Depreciation can’t be claimed on Undivided Share of Land: ITAT [Read Order]

Depreciation - ITAT - Undivided Share - Taxscan

In a significant ruling, the Income Tax Appellate Tribunal (ITAT) has held that depreciation under section 32 of the Income Tax Act, 1961 cannot be allowed on an undivided share of land.

The assessee, in its income tax return, shown addition to building amounting to R.1,36,67,500/-. After verifying the documents, the Assessing Officer noticed that the assessee had purchased Flats numbered 1A and 1B, Royal Cronet and the payment for an undivided share of land was Rs.6,30,000/- and Rs.10,10,000/- respectively. The officer noted that the assessee had claimed depreciation on these amounts by treating them as the cost paid towards the building.

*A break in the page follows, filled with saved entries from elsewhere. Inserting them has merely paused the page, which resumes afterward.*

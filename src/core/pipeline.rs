//! Batch runner
//!
//! Runs one batch through every stage: normalize, assign identities,
//! generalize (storage, then chain), enforce k-anonymity, build provenance,
//! and validate the final release set. Any failure rejects the whole batch.

use crate::core::generalize::{Generalizer, DEFAULT_CHAIN_AGE_WIDTH, DEFAULT_STORAGE_AGE_WIDTH};
use crate::core::identity::IdentityMap;
use crate::core::kanonymity::{suppress_undersized, ViolationPolicy, DEFAULT_K};
use crate::core::normalize::normalize;
use crate::core::provenance::{batch_hash, build_consent_hashes, build_provenance};
use crate::core::validation::{check_demographics, scan_pii, OutputValidator, ValidationReport};
use crate::domain::provenance::format_timestamp;
use crate::domain::{
    AnonymousPid, CanonicalRecord, CohortViolation, GeneralizedRecord, PipelineError, ReleaseSet,
};
use chrono::{DateTime, NaiveDate, Utc};
use serde_json::Value;
use std::collections::HashSet;
use std::time::Instant;
use uuid::Uuid;

/// Tunables for one batch
#[derive(Debug, Clone, PartialEq, Eq)]
pub struct PipelineOptions {
    /// Minimum cohort size
    pub k: usize,
    /// Reject the batch or suppress undersized cohorts
    pub on_violation: ViolationPolicy,
    /// Storage age bucket width
    pub storage_age_width: u32,
    /// Chain age bucket width
    pub chain_age_width: u32,
    /// Date ages are computed against; defaults to the batch timestamp's date
    pub reference_date: Option<NaiveDate>,
    /// Fixed batch timestamp; defaults to now
    pub timestamp: Option<DateTime<Utc>>,
}

impl Default for PipelineOptions {
    fn default() -> Self {
        Self {
            k: DEFAULT_K,
            on_violation: ViolationPolicy::default(),
            storage_age_width: DEFAULT_STORAGE_AGE_WIDTH,
            chain_age_width: DEFAULT_CHAIN_AGE_WIDTH,
            reference_date: None,
            timestamp: None,
        }
    }
}

/// Everything a successful batch hands back to its caller
///
/// `patient_mapping` is kept apart from `release` so the two can be routed
/// to different destinations.
#[derive(Debug, Clone)]
pub struct BatchOutput {
    /// Unique id of this batch run
    pub batch_id: Uuid,
    /// Timestamp shared by every provenance record and consent hash
    pub timestamp: String,
    /// Records and artifacts safe to release
    pub release: ReleaseSet,
    /// Original patient key to PID
    pub patient_mapping: IdentityMap,
    /// Cohort statistics of the validated release
    pub cohort_report: ValidationReport,
    /// Cohorts dropped under [`ViolationPolicy::Suppress`]
    pub suppressed: Vec<CohortViolation>,
    /// Records read from the input
    pub input_records: usize,
}

impl BatchOutput {
    /// Number of storage records dropped by suppression
    pub fn suppressed_records(&self) -> usize {
        self.suppressed.iter().map(|c| c.count).sum()
    }
}

/// Per-batch state; owned by exactly one run
struct BatchContext {
    batch_id: Uuid,
    timestamp: String,
    generalizer: Generalizer,
    identities: IdentityMap,
}

impl BatchContext {
    fn new(batch_id: Uuid, options: &PipelineOptions) -> Self {
        let now = options.timestamp.unwrap_or_else(Utc::now);
        let reference_date = options.reference_date.unwrap_or_else(|| now.date_naive());
        Self {
            batch_id,
            timestamp: format_timestamp(now),
            generalizer: Generalizer::new(
                reference_date,
                options.storage_age_width,
                options.chain_age_width,
            ),
            identities: IdentityMap::new(),
        }
    }
}

/// Runs one batch end to end
///
/// # Errors
///
/// Returns the first [`PipelineError`] raised by any stage. No partial
/// output is returned.
pub fn run_batch(input: &Value, options: &PipelineOptions) -> Result<BatchOutput, PipelineError> {
    run_batch_as(Uuid::new_v4(), input, options)
}

/// Runs one batch under a caller-chosen batch id
///
/// Lets a caller correlate its own records (audit entries, reports) with a
/// batch that may be rejected.
///
/// # Errors
///
/// Same as [`run_batch`].
pub fn run_batch_as(
    batch_id: Uuid,
    input: &Value,
    options: &PipelineOptions,
) -> Result<BatchOutput, PipelineError> {
    let start = Instant::now();
    let context = BatchContext::new(batch_id, options);

    match execute(context, input, options) {
        Ok(output) => {
            crate::log_batch_complete!(
                batch_id,
                output.release.anonymized_records.len(),
                start.elapsed()
            );
            Ok(output)
        }
        Err(error) => {
            crate::log_batch_rejected!(batch_id, &error);
            Err(error)
        }
    }
}

fn execute(
    mut context: BatchContext,
    input: &Value,
    options: &PipelineOptions,
) -> Result<BatchOutput, PipelineError> {
    let records = normalize(input)?;
    crate::log_batch_start!(context.batch_id, records.len());

    // Identity assignment completes before any other stage reads a PID
    let pids = context.identities.assign_all(&records);
    tracing::debug!(
        batch_id = %context.batch_id,
        patients = context.identities.len(),
        "Assigned anonymous identifiers"
    );

    let (mut storage, mut chain) = generalize_releasable(&context.generalizer, &records, &pids);

    let violations = scan_pii(&storage);
    if !violations.is_empty() {
        return Err(PipelineError::PiiLeak { violations });
    }
    let violations = check_demographics(&storage);
    if !violations.is_empty() {
        return Err(PipelineError::MissingDemographic { violations });
    }

    let mut suppressed = Vec::new();
    let mut suppressed_pids = HashSet::new();
    if options.on_violation == ViolationPolicy::Suppress {
        let (kept, dropped) = suppress_undersized(&storage, options.k);
        if !dropped.is_empty() {
            (storage, chain, suppressed_pids) = retain_indices(storage, chain, &kept);
            tracing::warn!(
                batch_id = %context.batch_id,
                cohorts = dropped.len(),
                records = dropped.iter().map(|c| c.count).sum::<usize>(),
                "Suppressed undersized cohorts instead of rejecting the batch"
            );
        }
        suppressed = dropped;
    }

    let provenance_records = storage
        .iter()
        .zip(&chain)
        .enumerate()
        .map(|(index, (s, c))| build_provenance(index, s, c, &context.timestamp))
        .collect::<Result<Vec<_>, _>>()?;

    // Consent hashes are emitted per patient, in first-encounter order
    let groups = context.identities.patient_groups(&records);
    let consents = groups
        .iter()
        .filter(|group| !suppressed_pids.contains(&group.pid))
        .flat_map(|group| {
            group.record_indices.iter().filter_map(|&index| {
                records[index]
                    .consent
                    .as_ref()
                    .map(|terms| (&group.pid, terms))
            })
        });
    let consent_hashes = build_consent_hashes(consents, &context.timestamp);

    let release = ReleaseSet {
        batch_hash: batch_hash(&storage)?,
        chain_batch_hash: batch_hash(&chain)?,
        anonymized_records: storage,
        chain_records: chain,
        provenance_records,
        consent_hashes,
    };

    let cohort_report = OutputValidator::new(options.k).validate(&release, &context.identities)?;

    Ok(BatchOutput {
        batch_id: context.batch_id,
        timestamp: context.timestamp,
        release,
        patient_mapping: context.identities,
        cohort_report,
        suppressed,
        input_records: records.len(),
    })
}

/// Storage and chain records for every releasable canonical record
fn generalize_releasable(
    generalizer: &Generalizer,
    records: &[CanonicalRecord],
    pids: &[AnonymousPid],
) -> (Vec<GeneralizedRecord>, Vec<GeneralizedRecord>) {
    let storage: Vec<GeneralizedRecord> = records
        .iter()
        .zip(pids)
        .filter(|(record, _)| record.is_releasable())
        .map(|(record, pid)| generalizer.storage(record, pid.clone()))
        .collect();
    let chain = storage.iter().map(|r| generalizer.chain(r)).collect();
    (storage, chain)
}

/// Keeps the pairs at `kept`; returns PIDs left with no released record
fn retain_indices(
    storage: Vec<GeneralizedRecord>,
    chain: Vec<GeneralizedRecord>,
    kept: &[usize],
) -> (
    Vec<GeneralizedRecord>,
    Vec<GeneralizedRecord>,
    HashSet<AnonymousPid>,
) {
    let kept: HashSet<usize> = kept.iter().copied().collect();
    let mut kept_storage = Vec::with_capacity(kept.len());
    let mut kept_chain = Vec::with_capacity(kept.len());
    let mut dropped_pids = HashSet::new();

    for (index, (s, c)) in storage.into_iter().zip(chain).enumerate() {
        if kept.contains(&index) {
            kept_storage.push(s);
            kept_chain.push(c);
        } else {
            dropped_pids.insert(s.anonymous_pid.clone());
        }
    }

    let released: HashSet<&AnonymousPid> = kept_storage.iter().map(|r| &r.anonymous_pid).collect();
    dropped_pids.retain(|pid| !released.contains(pid));
    (kept_storage, kept_chain, dropped_pids)
}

The amount of such depreciation works out to Rs.1,64,000/-. The officer disallowed the depreciation claim.

However, on appeal, the Commissioner of Income Tax (Appeals) has allowed the claim.

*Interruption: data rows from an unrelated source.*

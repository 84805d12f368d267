//! Result type alias for deident
//!
//! This module provides a convenient Result type alias that uses DeidentError
//! as the error type.

use super::errors::DeidentError;

/// Result type alias for deident operations outside the pipeline core
///
/// # Examples
///
/// ```
/// use deident::domain::result::Result;
/// use deident::domain::errors::DeidentError;
///
/// fn example_function() -> Result<String> {
///     Ok("success".to_string())
/// }
///
/// fn failing_function() -> Result<()> {
///     Err(DeidentError::Configuration("k must be >= 1".to_string()))
/// }
/// ```
pub type Result<T> = std::result::Result<T, DeidentError>;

The department approached the Tribunal against the first appellate authority’s order relying on the decision in the case of Burgmann India Pvt. Ltd, wherein the Mumbai Bench of the ITAT has held that merging of land and building for this purpose could possibly lead to the creation of a loophole, whereby purchase agreements are deliberately made on a composite value, so as to enable assesses to claim depreciation on an enhanced amount. Based on the decision, the department contended that in the present scenario, it is clear that there is no definitive answer as yet on the subject of depreciation on land in cases involving unsegregated value between land and building.

The assessee contended that the company had acquired an apartment along with an undivided share of land and the depreciation was charged on the entire asset as per the rates specified in the Income Tax Act. It was further submitted that unlike other residential properties such as houses, in the case of apartments, the undivided share of land cannot be sold separately from the apartment itself. Further, it was separately identifiable. It was also submitted that the undivided share of land was registered in the name of the assessee only for the purpose of compliance from the point of view of the local registrar’s office and further, building tax was paid based on the built-up sq. ft. of an apartment and not based on the undivided share of land.

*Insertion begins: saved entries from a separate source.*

//! Property checks over generated corpora
//!
//! Corpora are filled with `fake` names, phone numbers, emails and
//! addresses, then run through the full pipeline.

use chrono::{NaiveDate, TimeZone, Utc};
use deident::core::generalize::{check_coarsening, Generalizer};
use deident::core::normalize::normalize;
use deident::core::pipeline::{run_batch, BatchOutput, PipelineOptions};
use deident::core::provenance::verify_link;
use deident::domain::AnonymousPid;
use fake::faker::address::en::{BuildingNumber, CityName, StreetName};
use fake::faker::internet::en::SafeEmail;
use fake::faker::name::en::Name;
use fake::faker::phone_number::en::PhoneNumber;
use fake::Fake;
use serde_json::{json, Value};
use std::collections::HashSet;
use test_case::test_case;

/// Raw identifying values of one generated patient
struct GeneratedPatient {
    key: String,
    name: String,
    phone: String,
    email: String,
    street: String,
}

fn options() -> PipelineOptions {
    PipelineOptions {
        k: 5,
        reference_date: NaiveDate::from_ymd_opt(2024, 6, 1),
        timestamp: Some(Utc.with_ymd_and_hms(2024, 6, 1, 12, 0, 0).unwrap()),
        ..PipelineOptions::default()
    }
}

/// Builds `patients` generated patients with `visits` rows each
fn corpus(patients: usize, visits: usize) -> (Value, Vec<GeneratedPatient>) {
    let mut rows = Vec::new();
    let mut generated = Vec::new();

    for i in 0..patients {
        let building: String = BuildingNumber().fake();
        let street_name: String = StreetName().fake();
        let patient = GeneratedPatient {
            key: format!("MRN-{i:05}"),
            name: Name().fake(),
            phone: PhoneNumber().fake(),
            email: SafeEmail().fake(),
            street: format!("{building} {street_name}"),
        };
        let city: String = CityName().fake();

        for visit in 0..visits {
            let result: u32 = (60..120).fake();
            rows.push(json!({
                "MRN": patient.key,
                "Full Name": patient.name,
                "Phone": patient.phone,
                "Email": patient.email,
                "Address": format!("{}, {city}, Uganda", patient.street),
                "Date of Birth": "1987-02-11",
                "Sex": "F",
                "Test": format!("visit-{visit}"),
                "Result": result.to_string(),
            }));
        }
        generated.push(patient);
    }

    (Value::Array(rows), generated)
}

fn run(patients: usize, visits: usize) -> (BatchOutput, Vec<GeneratedPatient>) {
    let (input, generated) = corpus(patients, visits);
    let output = run_batch(&input, &options()).unwrap();
    (output, generated)
}

#[test_case(5, 1; "one visit each")]
#[test_case(8, 3; "repeat visits")]
#[test_case(20, 2; "larger corpus")]
fn test_pids_are_a_bijection(patients: usize, visits: usize) {
    let (output, generated) = run(patients, visits);

    assert_eq!(output.patient_mapping.len(), patients);
    let expected: HashSet<String> = (1..=patients)
        .map(|n| AnonymousPid::from_sequence(n).as_str().to_string())
        .collect();
    let assigned: HashSet<String> = output
        .patient_mapping
        .iter()
        .map(|(_, pid)| pid.as_str().to_string())
        .collect();
    assert_eq!(assigned, expected);

    for (position, patient) in generated.iter().enumerate() {
        let pid = output
            .patient_mapping
            .iter()
            .find(|(key, _)| key.expose() == patient.key)
            .map(|(_, pid)| pid.clone())
            .unwrap();
        assert_eq!(pid, AnonymousPid::from_sequence(position + 1));
    }
}

#[test_case(5, 1; "one visit each")]
#[test_case(12, 2; "repeat visits")]
fn test_release_never_contains_raw_identifiers(patients: usize, visits: usize) {
    let (output, generated) = run(patients, visits);
    let release = serde_json::to_string(&output.release).unwrap();

    for patient in &generated {
        assert!(!release.contains(&patient.key));
        assert!(!release.contains(&patient.name));
        assert!(!release.contains(&patient.phone));
        assert!(!release.contains(&patient.email));
        assert!(!release.contains(&patient.street));
    }
    assert!(!release.contains("1987-02-11"));
}

#[test]
fn test_chain_generalization_is_a_fixed_point() {
    let (input, _) = corpus(6, 2);
    let records = normalize(&input).unwrap();
    let generalizer = Generalizer::with_defaults(NaiveDate::from_ymd_opt(2024, 6, 1).unwrap());

    for (n, record) in records.iter().enumerate() {
        let storage = generalizer.storage(record, AnonymousPid::from_sequence(n + 1));
        let chain = generalizer.chain(&storage);

        assert_eq!(generalizer.chain(&chain), chain);
        assert!(check_coarsening(&storage, &chain).is_ok());
    }
}

#[test]
fn test_provenance_is_derivable() {
    let (output, _) = run(6, 2);
    let release = &output.release;

    for (index, provenance) in release.provenance_records.iter().enumerate() {
        assert!(provenance.verify_proof());
        assert!(verify_link(
            index,
            &release.anonymized_records[index],
            &release.chain_records[index],
            provenance
        )
        .is_ok());

        let mut moved = provenance.clone();
        moved.timestamp = "2024-06-01T12:00:00.001Z".to_string();
        assert!(!moved.verify_proof());

        let mut reassigned = provenance.clone();
        reassigned.anonymous_pid = AnonymousPid::from_sequence(999);
        assert!(!reassigned.verify_proof());
    }
}

#[test]
fn test_every_chain_record_is_coarser() {
    let (output, _) = run(10, 1);
    for (storage, chain) in output
        .release
        .anonymized_records
        .iter()
        .zip(&output.release.chain_records)
    {
        assert!(check_coarsening(storage, chain).is_ok());
        let (s, c) = (storage.age_range.unwrap(), chain.age_range.unwrap());
        assert!(c.contains(&s));
    }
}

Allowing the departmental appeal, the Tribunal held that “we have heard the rival submissions and perused the material on record. The assessee has shown the land as an undivided share of land separately in the block of assets which is not entitled to depreciation. The CIT(A) is not justified in granting depreciation on the undivided share of land. Accordingly, we vacate the findings of the CIT(A) on this issue. Thus, this ground of appeals of the Revenue for both the assessment years is allowed.”